Records to use –
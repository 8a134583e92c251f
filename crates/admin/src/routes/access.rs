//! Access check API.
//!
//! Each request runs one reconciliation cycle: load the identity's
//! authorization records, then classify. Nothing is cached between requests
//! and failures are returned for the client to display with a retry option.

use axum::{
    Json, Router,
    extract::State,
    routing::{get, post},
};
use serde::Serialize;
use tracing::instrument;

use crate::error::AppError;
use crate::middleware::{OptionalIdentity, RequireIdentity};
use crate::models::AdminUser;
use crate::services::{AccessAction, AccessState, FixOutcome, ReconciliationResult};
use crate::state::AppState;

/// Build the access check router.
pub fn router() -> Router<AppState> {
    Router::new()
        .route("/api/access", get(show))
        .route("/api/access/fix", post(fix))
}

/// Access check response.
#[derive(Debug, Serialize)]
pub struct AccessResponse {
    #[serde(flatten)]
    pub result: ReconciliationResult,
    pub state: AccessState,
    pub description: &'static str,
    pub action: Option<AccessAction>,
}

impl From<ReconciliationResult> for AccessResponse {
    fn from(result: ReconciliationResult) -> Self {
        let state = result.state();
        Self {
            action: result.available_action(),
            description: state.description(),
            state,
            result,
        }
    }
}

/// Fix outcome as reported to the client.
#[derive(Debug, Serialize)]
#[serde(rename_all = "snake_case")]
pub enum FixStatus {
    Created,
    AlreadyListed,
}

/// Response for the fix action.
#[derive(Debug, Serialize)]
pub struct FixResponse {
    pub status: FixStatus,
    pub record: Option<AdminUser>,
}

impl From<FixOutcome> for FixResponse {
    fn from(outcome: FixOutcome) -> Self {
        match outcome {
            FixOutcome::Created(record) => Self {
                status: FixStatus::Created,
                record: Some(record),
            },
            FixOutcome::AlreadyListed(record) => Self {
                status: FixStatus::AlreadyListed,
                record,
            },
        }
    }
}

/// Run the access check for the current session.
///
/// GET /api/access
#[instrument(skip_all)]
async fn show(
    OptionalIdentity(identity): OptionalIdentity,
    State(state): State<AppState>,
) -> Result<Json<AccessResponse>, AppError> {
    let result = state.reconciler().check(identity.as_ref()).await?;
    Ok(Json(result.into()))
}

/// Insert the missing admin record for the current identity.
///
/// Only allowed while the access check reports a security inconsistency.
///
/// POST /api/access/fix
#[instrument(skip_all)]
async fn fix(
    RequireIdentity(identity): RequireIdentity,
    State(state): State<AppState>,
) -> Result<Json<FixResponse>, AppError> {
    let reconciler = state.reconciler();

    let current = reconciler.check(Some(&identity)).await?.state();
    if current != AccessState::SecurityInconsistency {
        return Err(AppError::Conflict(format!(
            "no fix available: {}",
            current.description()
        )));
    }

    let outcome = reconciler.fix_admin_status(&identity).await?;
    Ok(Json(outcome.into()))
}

--

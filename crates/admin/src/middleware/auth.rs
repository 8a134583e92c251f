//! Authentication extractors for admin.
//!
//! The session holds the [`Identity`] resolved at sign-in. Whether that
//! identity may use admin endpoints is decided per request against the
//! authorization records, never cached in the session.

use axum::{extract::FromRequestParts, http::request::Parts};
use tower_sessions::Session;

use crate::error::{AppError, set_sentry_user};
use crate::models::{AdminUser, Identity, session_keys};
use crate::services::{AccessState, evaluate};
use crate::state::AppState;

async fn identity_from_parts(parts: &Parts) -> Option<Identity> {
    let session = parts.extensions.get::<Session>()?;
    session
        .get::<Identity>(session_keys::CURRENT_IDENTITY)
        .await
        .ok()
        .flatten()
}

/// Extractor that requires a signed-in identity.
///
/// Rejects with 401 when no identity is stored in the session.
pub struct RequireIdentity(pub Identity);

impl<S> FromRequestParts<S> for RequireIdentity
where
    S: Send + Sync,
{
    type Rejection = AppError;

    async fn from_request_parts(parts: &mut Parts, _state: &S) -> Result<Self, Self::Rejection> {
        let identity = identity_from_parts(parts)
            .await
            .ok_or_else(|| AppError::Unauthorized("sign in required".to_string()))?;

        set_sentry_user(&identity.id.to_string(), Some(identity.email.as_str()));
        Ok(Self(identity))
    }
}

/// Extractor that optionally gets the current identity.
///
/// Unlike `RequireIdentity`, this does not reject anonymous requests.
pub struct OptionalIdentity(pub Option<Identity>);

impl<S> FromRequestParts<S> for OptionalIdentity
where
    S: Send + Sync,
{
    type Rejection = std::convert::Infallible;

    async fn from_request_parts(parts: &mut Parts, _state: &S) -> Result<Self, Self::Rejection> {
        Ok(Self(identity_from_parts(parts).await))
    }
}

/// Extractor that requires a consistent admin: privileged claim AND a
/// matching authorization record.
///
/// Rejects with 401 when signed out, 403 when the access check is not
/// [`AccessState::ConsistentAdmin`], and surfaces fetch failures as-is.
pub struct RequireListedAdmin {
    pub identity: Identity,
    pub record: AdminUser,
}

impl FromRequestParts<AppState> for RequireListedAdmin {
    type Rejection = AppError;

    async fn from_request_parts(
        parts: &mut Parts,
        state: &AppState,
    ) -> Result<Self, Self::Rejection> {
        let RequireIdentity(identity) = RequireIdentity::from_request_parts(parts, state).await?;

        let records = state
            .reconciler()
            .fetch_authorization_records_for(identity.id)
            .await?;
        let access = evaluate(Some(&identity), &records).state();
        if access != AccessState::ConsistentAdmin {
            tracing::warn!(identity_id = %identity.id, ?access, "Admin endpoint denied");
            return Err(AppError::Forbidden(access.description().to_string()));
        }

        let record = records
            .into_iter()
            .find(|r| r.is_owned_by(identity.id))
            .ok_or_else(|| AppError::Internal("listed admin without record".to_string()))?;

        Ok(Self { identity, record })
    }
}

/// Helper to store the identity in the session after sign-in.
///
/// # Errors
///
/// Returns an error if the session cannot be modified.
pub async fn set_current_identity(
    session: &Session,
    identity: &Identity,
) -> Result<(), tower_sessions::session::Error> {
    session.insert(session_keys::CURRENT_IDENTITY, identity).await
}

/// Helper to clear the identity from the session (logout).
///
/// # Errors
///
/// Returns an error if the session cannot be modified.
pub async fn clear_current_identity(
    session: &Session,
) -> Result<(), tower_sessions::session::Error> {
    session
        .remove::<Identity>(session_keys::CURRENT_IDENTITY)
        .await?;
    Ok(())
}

...

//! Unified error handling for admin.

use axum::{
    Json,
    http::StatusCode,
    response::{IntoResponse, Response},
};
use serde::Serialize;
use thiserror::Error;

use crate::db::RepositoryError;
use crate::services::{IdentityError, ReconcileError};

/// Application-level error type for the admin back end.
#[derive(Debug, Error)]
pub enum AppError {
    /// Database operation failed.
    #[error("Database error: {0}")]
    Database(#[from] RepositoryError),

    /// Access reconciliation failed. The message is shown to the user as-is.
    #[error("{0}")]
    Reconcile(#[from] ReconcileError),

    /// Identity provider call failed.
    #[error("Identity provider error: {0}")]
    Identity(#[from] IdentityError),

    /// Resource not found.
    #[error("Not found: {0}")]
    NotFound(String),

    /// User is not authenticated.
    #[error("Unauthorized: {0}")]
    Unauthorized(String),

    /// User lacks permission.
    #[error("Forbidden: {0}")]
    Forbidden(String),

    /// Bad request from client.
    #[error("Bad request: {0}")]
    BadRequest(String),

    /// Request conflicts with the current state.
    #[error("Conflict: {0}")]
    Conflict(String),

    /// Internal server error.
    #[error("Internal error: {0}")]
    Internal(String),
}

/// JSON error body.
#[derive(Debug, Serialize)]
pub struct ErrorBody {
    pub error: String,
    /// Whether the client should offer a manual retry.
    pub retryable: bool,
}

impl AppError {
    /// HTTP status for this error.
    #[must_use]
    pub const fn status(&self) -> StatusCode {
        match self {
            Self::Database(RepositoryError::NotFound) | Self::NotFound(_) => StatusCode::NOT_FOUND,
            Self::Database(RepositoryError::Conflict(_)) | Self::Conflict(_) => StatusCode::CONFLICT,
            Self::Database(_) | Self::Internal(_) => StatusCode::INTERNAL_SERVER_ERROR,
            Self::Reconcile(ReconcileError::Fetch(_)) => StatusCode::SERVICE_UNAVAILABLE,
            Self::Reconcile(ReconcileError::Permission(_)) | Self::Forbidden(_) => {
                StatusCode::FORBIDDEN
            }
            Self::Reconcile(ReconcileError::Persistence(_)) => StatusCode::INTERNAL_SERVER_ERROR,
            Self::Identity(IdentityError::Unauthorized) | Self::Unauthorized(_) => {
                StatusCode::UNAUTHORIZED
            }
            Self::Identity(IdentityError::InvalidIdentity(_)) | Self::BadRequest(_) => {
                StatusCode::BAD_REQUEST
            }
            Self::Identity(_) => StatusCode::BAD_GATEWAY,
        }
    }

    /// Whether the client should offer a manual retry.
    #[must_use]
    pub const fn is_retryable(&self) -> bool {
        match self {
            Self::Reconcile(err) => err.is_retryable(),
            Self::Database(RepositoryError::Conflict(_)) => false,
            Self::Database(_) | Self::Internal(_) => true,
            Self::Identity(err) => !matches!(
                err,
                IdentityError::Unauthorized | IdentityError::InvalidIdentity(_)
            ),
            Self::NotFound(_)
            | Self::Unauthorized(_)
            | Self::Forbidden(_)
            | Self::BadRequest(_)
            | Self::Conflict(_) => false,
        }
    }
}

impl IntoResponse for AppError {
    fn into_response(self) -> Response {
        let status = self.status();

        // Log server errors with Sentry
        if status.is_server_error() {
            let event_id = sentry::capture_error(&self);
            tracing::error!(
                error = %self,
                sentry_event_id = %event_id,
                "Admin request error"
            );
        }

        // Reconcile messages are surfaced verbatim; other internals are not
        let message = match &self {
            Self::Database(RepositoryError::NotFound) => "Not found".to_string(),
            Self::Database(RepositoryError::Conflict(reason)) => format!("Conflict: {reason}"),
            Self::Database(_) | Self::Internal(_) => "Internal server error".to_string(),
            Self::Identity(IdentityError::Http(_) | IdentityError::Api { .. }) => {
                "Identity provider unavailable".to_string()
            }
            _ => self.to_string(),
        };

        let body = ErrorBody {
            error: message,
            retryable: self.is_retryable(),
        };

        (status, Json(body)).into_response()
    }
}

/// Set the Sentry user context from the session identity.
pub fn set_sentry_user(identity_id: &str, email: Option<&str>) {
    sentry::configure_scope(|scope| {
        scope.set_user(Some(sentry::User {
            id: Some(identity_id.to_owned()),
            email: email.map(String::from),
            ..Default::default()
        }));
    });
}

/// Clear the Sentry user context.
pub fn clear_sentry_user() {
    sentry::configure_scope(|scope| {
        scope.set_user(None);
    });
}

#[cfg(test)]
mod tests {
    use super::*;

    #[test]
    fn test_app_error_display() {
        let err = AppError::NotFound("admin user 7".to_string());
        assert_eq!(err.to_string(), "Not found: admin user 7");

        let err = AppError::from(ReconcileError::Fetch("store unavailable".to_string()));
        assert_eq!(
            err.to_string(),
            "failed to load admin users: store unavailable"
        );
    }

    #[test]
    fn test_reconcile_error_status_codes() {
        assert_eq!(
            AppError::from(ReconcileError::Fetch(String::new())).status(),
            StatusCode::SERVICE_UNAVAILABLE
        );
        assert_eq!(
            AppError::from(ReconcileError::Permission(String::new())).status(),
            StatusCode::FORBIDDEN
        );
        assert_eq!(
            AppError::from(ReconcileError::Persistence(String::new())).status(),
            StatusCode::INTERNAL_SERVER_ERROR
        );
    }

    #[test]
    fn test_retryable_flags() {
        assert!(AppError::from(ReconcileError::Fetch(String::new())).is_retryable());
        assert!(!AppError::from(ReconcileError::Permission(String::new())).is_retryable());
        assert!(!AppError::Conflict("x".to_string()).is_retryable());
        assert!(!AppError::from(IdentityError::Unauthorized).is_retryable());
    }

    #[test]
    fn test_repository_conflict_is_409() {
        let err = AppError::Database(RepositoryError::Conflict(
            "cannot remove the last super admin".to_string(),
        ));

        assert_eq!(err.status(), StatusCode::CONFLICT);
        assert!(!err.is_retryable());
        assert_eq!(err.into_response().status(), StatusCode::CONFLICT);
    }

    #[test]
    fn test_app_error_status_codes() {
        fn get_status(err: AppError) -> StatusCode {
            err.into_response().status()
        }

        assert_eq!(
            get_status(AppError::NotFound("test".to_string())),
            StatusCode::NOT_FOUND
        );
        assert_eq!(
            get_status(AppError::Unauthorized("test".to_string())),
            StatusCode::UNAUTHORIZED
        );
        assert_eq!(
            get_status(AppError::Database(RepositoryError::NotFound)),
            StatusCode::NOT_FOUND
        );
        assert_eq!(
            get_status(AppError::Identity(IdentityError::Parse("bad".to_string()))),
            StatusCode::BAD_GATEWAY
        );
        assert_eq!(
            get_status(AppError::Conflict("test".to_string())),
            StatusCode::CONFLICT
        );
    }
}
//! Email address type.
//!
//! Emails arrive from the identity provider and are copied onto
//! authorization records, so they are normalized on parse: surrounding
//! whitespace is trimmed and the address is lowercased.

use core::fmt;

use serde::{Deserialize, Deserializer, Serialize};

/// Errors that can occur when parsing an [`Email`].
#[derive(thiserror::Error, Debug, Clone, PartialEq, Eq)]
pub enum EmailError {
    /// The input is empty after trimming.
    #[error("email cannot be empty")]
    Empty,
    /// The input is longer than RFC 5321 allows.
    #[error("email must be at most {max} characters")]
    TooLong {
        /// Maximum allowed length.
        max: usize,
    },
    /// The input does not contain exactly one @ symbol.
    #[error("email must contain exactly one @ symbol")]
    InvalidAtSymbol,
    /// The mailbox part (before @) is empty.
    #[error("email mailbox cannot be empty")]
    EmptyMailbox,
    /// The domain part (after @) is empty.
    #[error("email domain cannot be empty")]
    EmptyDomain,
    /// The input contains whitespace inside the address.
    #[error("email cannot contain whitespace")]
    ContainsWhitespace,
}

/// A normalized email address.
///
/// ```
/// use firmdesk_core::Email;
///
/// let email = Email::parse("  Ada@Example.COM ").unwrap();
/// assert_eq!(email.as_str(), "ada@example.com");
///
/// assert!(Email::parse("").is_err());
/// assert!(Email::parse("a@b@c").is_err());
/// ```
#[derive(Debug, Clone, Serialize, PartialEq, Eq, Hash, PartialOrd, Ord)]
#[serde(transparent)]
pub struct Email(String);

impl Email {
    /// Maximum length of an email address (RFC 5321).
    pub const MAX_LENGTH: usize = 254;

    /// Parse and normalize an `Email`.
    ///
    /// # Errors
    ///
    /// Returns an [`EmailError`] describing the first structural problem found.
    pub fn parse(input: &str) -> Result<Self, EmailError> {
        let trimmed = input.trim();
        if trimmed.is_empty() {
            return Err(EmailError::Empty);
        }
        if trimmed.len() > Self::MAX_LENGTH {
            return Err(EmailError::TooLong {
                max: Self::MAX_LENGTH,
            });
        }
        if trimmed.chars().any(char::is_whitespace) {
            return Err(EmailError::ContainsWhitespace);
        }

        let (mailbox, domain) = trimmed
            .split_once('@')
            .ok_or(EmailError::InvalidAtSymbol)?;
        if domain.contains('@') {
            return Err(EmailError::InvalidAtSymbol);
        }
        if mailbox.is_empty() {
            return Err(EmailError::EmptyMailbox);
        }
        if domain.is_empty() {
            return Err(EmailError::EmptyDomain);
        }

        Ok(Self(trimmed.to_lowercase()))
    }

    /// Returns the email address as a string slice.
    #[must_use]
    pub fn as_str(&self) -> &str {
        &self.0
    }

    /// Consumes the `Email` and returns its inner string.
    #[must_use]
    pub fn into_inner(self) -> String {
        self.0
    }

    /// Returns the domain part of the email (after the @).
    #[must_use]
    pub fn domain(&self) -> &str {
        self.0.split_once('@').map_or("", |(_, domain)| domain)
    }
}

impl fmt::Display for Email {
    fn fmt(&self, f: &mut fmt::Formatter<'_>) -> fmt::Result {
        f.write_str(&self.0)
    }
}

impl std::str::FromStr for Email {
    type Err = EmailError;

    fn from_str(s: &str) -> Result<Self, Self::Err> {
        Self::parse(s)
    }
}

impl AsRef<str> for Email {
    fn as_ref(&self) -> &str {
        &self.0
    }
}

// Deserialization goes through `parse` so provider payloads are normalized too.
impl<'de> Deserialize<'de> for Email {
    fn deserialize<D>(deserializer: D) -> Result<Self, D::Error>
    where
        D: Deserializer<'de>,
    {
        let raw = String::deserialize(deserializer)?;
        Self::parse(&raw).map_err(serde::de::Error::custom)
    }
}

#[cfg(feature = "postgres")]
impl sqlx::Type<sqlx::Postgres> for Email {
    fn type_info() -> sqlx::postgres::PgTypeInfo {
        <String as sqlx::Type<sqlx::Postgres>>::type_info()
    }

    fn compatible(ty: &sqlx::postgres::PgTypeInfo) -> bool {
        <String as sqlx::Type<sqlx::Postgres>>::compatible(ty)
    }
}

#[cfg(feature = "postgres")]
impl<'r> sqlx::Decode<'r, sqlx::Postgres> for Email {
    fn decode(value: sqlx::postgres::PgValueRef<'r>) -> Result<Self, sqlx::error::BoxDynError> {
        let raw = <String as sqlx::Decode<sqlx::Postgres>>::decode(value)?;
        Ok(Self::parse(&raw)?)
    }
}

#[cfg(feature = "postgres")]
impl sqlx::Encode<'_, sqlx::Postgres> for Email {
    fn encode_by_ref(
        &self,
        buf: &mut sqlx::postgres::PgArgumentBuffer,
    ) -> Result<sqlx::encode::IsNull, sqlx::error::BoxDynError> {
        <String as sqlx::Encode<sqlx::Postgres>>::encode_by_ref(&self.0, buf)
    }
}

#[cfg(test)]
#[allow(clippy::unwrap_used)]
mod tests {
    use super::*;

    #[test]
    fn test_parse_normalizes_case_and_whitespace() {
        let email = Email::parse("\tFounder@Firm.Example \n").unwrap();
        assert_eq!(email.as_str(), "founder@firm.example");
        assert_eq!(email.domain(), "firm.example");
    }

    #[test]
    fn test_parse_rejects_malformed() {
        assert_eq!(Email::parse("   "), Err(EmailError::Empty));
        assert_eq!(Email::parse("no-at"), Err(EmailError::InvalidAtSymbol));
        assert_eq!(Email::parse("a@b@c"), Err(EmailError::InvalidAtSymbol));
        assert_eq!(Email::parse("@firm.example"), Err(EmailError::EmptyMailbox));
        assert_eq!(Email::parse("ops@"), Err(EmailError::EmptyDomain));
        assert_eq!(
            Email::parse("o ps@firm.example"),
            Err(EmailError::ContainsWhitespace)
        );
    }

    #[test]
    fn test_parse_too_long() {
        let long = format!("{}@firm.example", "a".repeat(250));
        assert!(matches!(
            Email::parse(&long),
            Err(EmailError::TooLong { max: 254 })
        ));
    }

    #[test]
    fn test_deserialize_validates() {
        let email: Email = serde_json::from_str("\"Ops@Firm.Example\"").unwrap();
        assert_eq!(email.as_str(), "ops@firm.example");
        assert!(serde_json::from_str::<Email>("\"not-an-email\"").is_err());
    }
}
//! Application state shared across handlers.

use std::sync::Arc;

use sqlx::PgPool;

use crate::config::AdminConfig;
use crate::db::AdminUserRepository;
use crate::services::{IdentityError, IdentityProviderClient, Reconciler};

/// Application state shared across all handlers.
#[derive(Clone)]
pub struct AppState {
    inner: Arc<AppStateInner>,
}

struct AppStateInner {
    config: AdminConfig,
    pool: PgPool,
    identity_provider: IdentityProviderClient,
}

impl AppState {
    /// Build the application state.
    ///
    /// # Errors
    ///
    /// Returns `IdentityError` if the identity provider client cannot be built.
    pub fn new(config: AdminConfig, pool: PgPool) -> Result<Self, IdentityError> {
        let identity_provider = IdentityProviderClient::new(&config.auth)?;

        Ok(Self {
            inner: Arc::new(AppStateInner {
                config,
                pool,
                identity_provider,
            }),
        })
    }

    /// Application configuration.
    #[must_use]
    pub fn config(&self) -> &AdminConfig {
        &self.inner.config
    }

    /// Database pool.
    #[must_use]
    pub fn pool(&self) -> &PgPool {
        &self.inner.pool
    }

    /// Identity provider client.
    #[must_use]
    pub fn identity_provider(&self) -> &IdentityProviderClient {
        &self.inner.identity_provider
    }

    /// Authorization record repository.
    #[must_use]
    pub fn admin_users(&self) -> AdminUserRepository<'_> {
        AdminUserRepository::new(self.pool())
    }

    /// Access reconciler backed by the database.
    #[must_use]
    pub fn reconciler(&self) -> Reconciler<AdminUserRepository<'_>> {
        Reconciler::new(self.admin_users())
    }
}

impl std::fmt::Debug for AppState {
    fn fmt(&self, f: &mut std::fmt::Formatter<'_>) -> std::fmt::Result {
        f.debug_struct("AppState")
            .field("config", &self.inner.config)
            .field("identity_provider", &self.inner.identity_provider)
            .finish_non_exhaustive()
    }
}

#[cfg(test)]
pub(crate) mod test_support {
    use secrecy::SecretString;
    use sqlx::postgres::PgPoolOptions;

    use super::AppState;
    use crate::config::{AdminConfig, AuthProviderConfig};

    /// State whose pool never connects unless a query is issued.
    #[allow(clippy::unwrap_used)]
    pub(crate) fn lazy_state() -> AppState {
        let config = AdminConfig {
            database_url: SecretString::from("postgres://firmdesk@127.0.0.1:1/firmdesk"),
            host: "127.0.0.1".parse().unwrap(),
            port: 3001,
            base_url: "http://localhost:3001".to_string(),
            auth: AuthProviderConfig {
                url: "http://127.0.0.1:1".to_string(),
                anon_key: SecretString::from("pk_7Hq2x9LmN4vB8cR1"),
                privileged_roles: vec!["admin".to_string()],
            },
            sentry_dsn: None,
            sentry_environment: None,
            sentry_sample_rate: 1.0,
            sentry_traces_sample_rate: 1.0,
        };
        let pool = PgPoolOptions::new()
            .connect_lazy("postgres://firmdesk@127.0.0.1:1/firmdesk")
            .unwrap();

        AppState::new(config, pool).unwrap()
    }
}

Instructions for the task –
Retrieve all lines from the data that contain the string "AuthProviderConfig".

Task response –
    use crate::config::{AdminConfig, AuthProviderConfig};
            auth: AuthProviderConfig {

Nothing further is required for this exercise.